Big Oil v the planet is the fight of our lives. Democrats
must choose a side
David Sirota
The industry has political supremacy even in left-leaning
states, but immediate action can hold off an environmental state of emergency
@davidsirota
Thu 15 Nov 2018 11.00 GMT Last modified on Thu 15 Nov 2018
14.41 GMT
Burned through trees in California’s Paradise area after a
wildfire burned through the region.
‘As a panel warned of
the countdown to environmental disaster, those oil and gas executives’ message
to planet Earth was unequivocal: drop dead.’ Burned through trees in
California’s Paradise area after a wildfire burned through the region.
Photograph: Peter Dasilva/EPA
The world’s leading scientists issued a report warning of
total planetary dystopia unless we take immediate steps to seriously reduce
carbon emissions. Then, oil and gas corporations dumped millions of dollars
into the 2018 elections to defeat the major initiatives that could have
slightly reduced fossil fuel use.
Though you may not know it from the cable TV coverage, this
was one of the most significant – and the most terrifying – stories of the
midterms. For those who actually care about the survival of the human race, the
key questions now should be obvious: is there any reason to hope that we will
retreat from “drill baby drill” and enact a sane set of climate policies? Or is
our country – and, by extension, our species – just going to give up?

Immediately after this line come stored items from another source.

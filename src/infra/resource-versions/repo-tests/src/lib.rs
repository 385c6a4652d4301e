// Copyright Kamu Data, Inc. and contributors. All rights reserved.
//
// Use of this software is governed by the Business Source License
// included in the LICENSE file.
//
// As of the Change Date specified in that file, in accordance with
// the Business Source License, use of this software will be governed
// by the Apache License, Version 2.0.

pub mod resource_repository_test_suite;

pub(crate) mod helpers;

Before answering, it is worth reviewing exactly what
happened over these last few months, because the election illustrates how
little the fossil fuel industry is willing to concede in the face of a genuine
crisis. While the dominant media narrative has been about Democratic voters
euphorically electing a House majority and yelling a primal scream at Donald
Trump, the loudest shriek of defiance was the one bellowed by oil and gas CEOs.

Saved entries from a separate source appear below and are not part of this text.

//! Cell assignment: attach a grid cell to every point that has a value.

use geo_index::{CellId, GeoIndex};
use rayon::prelude::*;
use tracing::debug;

use crate::error::{BinningError, Result};
use crate::table::PointTable;

/// Assign every point with a defined value to its grid cell at `resolution`.
///
/// Rows without a value are dropped; the surviving rows keep their relative
/// order. An existing `cell_id` column is replaced, so assigning twice with
/// the same resolution is a no-op.
///
/// # Errors
///
/// - [`BinningError::InvalidResolution`] if `index` does not support
///   `resolution`; raised before any row is looked at.
/// - [`BinningError::GeoIndex`] if the provider rejects a coordinate.
pub fn assign_cells<G>(points: &PointTable, resolution: u8, index: &G) -> Result<PointTable>
where
    G: GeoIndex + ?Sized,
{
    check_resolution(index, resolution)?;
    let keep = rows_with_values(points);

    let cells = keep
        .iter()
        .map(|&i| cell_of(points, i, resolution, index))
        .collect::<Result<Vec<CellId>>>()?;

    finish(points, &keep, cells, resolution)
}

/// Parallel form of [`assign_cells`]; produces the identical table.
///
/// Each row's cell depends only on that row, so lookups are spread over the
/// rayon pool and collected back in input order.
pub fn assign_cells_par<G>(points: &PointTable, resolution: u8, index: &G) -> Result<PointTable>
where
    G: GeoIndex + ?Sized,
{
    check_resolution(index, resolution)?;
    let keep = rows_with_values(points);

    let cells = keep
        .par_iter()
        .map(|&i| cell_of(points, i, resolution, index))
        .collect::<Result<Vec<CellId>>>()?;

    finish(points, &keep, cells, resolution)
}

pub(crate) fn check_resolution<G: GeoIndex + ?Sized>(index: &G, resolution: u8) -> Result<()> {
    if index.is_valid_resolution(resolution) {
        return Ok(());
    }
    let range = index.resolution_range();
    Err(BinningError::InvalidResolution {
        resolution,
        min: *range.start(),
        max: *range.end(),
    })
}

fn rows_with_values(points: &PointTable) -> Vec<usize> {
    points
        .values()
        .iter()
        .enumerate()
        .filter(|(_, v)| v.is_some_and(|v| !v.is_nan()))
        .map(|(i, _)| i)
        .collect()
}

#[inline]
fn cell_of<G: GeoIndex + ?Sized>(
    points: &PointTable,
    row: usize,
    resolution: u8,
    index: &G,
) -> Result<CellId> {
    let lat = points.latitude()[row];
    let lon = points.longitude()[row];
    Ok(index.to_cell(lat, lon, resolution)?)
}

fn finish(
    points: &PointTable,
    keep: &[usize],
    cells: Vec<CellId>,
    resolution: u8,
) -> Result<PointTable> {
    let dropped = points.len() - keep.len();
    debug!(
        input = points.len(),
        assigned = keep.len(),
        dropped,
        resolution,
        "Assigned points to grid cells"
    );
    metrics::counter!("binning_points_dropped_total").increment(dropped as u64);

    points.take(keep).with_cell_ids(cells)
}

#[cfg(test)]
mod tests {
    use super::*;
    use chrono::Utc;
    use geo_index::H3Index;

    fn points() -> PointTable {
        PointTable::new(
            vec![13.40, 13.41, 2.35, -74.0],
            vec![52.52, 52.52, 48.85, 40.7],
            vec![Some(1.0), None, Some(3.0), Some(4.0)],
            vec![0.9; 4],
            vec![Utc::now(); 4],
        )
        .unwrap()
    }

    #[test]
    fn test_assign_drops_missing_values() {
        let index = H3Index::new();
        let assigned = assign_cells(&points(), 5, &index).unwrap();
        assert_eq!(assigned.len(), 3);
        assert_eq!(assigned.longitude(), &[13.40, 2.35, -74.0]);
        assert_eq!(assigned.cell_ids().unwrap().len(), 3);
    }

    #[test]
    fn test_assign_matches_provider_per_row() {
        let index = H3Index::new();
        let assigned = assign_cells(&points(), 8, &index).unwrap();
        for point in assigned.iter() {
            let expected = index.to_cell(point.latitude, point.longitude, 8).unwrap();
            assert_eq!(point.cell_id, Some(expected));
        }
    }

    #[test]
    fn test_assign_rejects_resolution_before_work() {
        let index = H3Index::new();
        let err = assign_cells(&points(), 16, &index).unwrap_err();
        assert_eq!(
            err,
            BinningError::InvalidResolution {
                resolution: 16,
                min: 0,
                max: 15
            }
        );

        // Even an empty table is rejected
        let err = assign_cells(&PointTable::default(), 200, &index).unwrap_err();
        assert!(matches!(err, BinningError::InvalidResolution { .. }));
    }

    #[test]
    fn test_assign_fails_whole_call_on_bad_coordinate() {
        let index = H3Index::new();
        let points = PointTable::new(
            vec![1.0, f64::NAN],
            vec![1.0, 1.0],
            vec![Some(1.0), Some(2.0)],
            vec![0.9, 0.9],
            vec![Utc::now(); 2],
        )
        .unwrap();
        let err = assign_cells(&points, 3, &index).unwrap_err();
        assert!(matches!(err, BinningError::GeoIndex(_)));
    }

    #[test]
    fn test_parallel_matches_sequential() {
        let index = H3Index::new();
        let points = points();
        assert_eq!(
            assign_cells(&points, 6, &index).unwrap(),
            assign_cells_par(&points, 6, &index).unwrap()
        );
    }

    #[test]
    fn test_reassign_is_idempotent() {
        let index = H3Index::new();
        let once = assign_cells(&points(), 4, &index).unwrap();
        let twice = assign_cells(&once, 4, &index).unwrap();
        assert_eq!(once, twice);
    }

    #[test]
    fn test_reassign_at_other_resolution_replaces_column() {
        let index = H3Index::new();
        let coarse = assign_cells(&points(), 2, &index).unwrap();
        let fine = assign_cells(&coarse, 9, &index).unwrap();
        for cell in fine.cell_ids().unwrap() {
            assert_eq!(index.resolution_of(*cell).unwrap(), 9);
        }
    }
}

As the Intergovernmental Panel on Climate Change warned that we have only 12
years to ward off an ecological disaster, those oil and gas executives’ message
to Planet Earth was unequivocal: drop dead.
That message was most explicit in Colorado, where a drilling
and fracking boom is happening in the middle of fast-growing suburbs. With oil
and gas companies seeking to put noxious derricks and rigs near population
centers, local activists backed a ballot measure called Proposition 112 that
aimed to make sure new fossil fuel infrastructure is set a bit farther away
from schools, hospitals, residential neighborhoods and water sources.
The initiative was an angry response to a state government
so awash in fossil fuel campaign cash that it has blocked legislation to merely
allow regulators to prioritize the health and safety of residents when those
regulators issue permits for drilling and fracking.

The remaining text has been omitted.